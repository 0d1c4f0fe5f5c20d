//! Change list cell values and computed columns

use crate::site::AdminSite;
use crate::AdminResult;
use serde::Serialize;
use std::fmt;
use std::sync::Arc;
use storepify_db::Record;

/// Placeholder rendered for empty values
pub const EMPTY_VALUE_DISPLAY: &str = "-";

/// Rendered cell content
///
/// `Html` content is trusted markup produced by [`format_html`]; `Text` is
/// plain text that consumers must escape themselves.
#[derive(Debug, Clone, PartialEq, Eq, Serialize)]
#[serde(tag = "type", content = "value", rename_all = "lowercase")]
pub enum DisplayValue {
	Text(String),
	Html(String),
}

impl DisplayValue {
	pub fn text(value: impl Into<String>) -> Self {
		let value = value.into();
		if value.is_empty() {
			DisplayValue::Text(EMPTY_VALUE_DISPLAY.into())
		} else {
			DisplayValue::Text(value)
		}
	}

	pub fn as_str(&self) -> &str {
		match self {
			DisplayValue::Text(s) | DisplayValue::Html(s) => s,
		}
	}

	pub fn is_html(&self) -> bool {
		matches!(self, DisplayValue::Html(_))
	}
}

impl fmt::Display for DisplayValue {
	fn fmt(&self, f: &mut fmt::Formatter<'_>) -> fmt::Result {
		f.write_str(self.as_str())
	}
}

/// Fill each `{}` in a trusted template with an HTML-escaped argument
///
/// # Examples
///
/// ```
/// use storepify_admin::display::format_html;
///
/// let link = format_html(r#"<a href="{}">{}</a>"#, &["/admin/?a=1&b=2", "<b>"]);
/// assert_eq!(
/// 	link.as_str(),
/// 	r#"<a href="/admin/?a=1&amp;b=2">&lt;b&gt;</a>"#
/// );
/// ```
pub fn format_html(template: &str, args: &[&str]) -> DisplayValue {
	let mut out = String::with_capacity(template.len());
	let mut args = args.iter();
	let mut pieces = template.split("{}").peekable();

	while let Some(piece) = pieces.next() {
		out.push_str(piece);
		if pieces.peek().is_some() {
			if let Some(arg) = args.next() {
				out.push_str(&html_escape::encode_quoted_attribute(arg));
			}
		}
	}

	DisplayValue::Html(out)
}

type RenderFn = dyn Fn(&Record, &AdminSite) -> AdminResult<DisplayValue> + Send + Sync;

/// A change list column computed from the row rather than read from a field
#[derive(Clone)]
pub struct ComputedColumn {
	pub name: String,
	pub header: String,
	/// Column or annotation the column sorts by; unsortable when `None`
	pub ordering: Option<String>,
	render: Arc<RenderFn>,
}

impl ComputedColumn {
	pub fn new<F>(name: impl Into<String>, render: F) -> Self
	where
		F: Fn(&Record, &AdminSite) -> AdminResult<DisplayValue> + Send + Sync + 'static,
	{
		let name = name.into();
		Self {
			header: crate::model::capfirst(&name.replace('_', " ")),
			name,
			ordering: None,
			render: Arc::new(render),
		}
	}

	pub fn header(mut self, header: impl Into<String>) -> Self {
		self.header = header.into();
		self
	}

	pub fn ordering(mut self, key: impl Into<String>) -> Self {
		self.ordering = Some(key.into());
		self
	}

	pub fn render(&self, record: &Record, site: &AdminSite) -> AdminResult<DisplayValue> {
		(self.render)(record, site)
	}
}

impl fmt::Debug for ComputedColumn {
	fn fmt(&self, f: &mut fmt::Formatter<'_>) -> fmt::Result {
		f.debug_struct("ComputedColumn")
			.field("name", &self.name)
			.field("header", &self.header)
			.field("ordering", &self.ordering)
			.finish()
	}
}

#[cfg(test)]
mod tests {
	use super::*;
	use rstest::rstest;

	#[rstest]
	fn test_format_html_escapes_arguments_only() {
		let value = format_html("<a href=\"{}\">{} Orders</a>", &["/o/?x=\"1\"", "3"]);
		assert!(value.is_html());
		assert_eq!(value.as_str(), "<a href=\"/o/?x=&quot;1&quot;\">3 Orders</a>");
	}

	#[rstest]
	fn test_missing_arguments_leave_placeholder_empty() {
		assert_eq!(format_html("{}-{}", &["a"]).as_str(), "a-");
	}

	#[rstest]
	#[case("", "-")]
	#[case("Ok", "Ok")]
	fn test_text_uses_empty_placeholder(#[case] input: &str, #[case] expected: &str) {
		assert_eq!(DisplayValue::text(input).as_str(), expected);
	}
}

# # # # # # #

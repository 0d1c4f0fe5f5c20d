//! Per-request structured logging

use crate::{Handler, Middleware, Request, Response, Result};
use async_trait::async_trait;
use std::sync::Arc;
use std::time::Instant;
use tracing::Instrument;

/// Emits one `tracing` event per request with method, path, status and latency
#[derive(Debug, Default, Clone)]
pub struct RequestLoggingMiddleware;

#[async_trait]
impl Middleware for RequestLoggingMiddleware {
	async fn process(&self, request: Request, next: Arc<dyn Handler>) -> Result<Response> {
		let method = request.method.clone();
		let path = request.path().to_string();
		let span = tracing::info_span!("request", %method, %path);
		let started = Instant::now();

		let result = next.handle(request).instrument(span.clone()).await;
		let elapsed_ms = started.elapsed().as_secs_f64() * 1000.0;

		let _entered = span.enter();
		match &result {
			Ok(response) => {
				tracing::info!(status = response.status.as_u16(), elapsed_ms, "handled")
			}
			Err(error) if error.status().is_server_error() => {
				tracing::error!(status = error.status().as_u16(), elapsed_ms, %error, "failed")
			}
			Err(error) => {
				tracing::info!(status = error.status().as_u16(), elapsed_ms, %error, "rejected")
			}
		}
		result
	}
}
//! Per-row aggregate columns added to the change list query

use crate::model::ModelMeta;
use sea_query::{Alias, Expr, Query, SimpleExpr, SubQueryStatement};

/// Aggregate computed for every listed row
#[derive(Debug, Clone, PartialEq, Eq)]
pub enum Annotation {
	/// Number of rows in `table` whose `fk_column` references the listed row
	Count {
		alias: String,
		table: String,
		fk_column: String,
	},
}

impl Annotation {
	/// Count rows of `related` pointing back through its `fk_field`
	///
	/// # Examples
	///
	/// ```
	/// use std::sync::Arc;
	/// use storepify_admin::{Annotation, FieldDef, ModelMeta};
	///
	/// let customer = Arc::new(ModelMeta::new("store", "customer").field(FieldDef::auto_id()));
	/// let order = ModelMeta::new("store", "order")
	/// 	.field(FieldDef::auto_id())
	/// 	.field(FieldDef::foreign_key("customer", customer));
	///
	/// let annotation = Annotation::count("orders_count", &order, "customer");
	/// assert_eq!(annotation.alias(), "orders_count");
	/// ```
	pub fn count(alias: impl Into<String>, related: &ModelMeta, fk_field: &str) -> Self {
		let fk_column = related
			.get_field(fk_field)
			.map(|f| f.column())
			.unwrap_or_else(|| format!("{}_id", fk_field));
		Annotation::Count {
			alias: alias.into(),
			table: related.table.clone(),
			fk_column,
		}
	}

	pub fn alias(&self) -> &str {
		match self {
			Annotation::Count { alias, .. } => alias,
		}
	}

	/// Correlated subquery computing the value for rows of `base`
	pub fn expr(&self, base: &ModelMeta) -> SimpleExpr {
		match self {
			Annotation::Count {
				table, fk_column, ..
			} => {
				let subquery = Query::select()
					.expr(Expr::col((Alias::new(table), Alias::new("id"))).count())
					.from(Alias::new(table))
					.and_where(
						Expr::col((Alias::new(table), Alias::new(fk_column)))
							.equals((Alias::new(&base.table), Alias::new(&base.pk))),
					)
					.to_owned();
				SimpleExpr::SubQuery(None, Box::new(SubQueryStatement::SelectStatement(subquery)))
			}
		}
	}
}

# # # # # # #

Please say how many lines in the records above contain the string "link", giving no other words.

2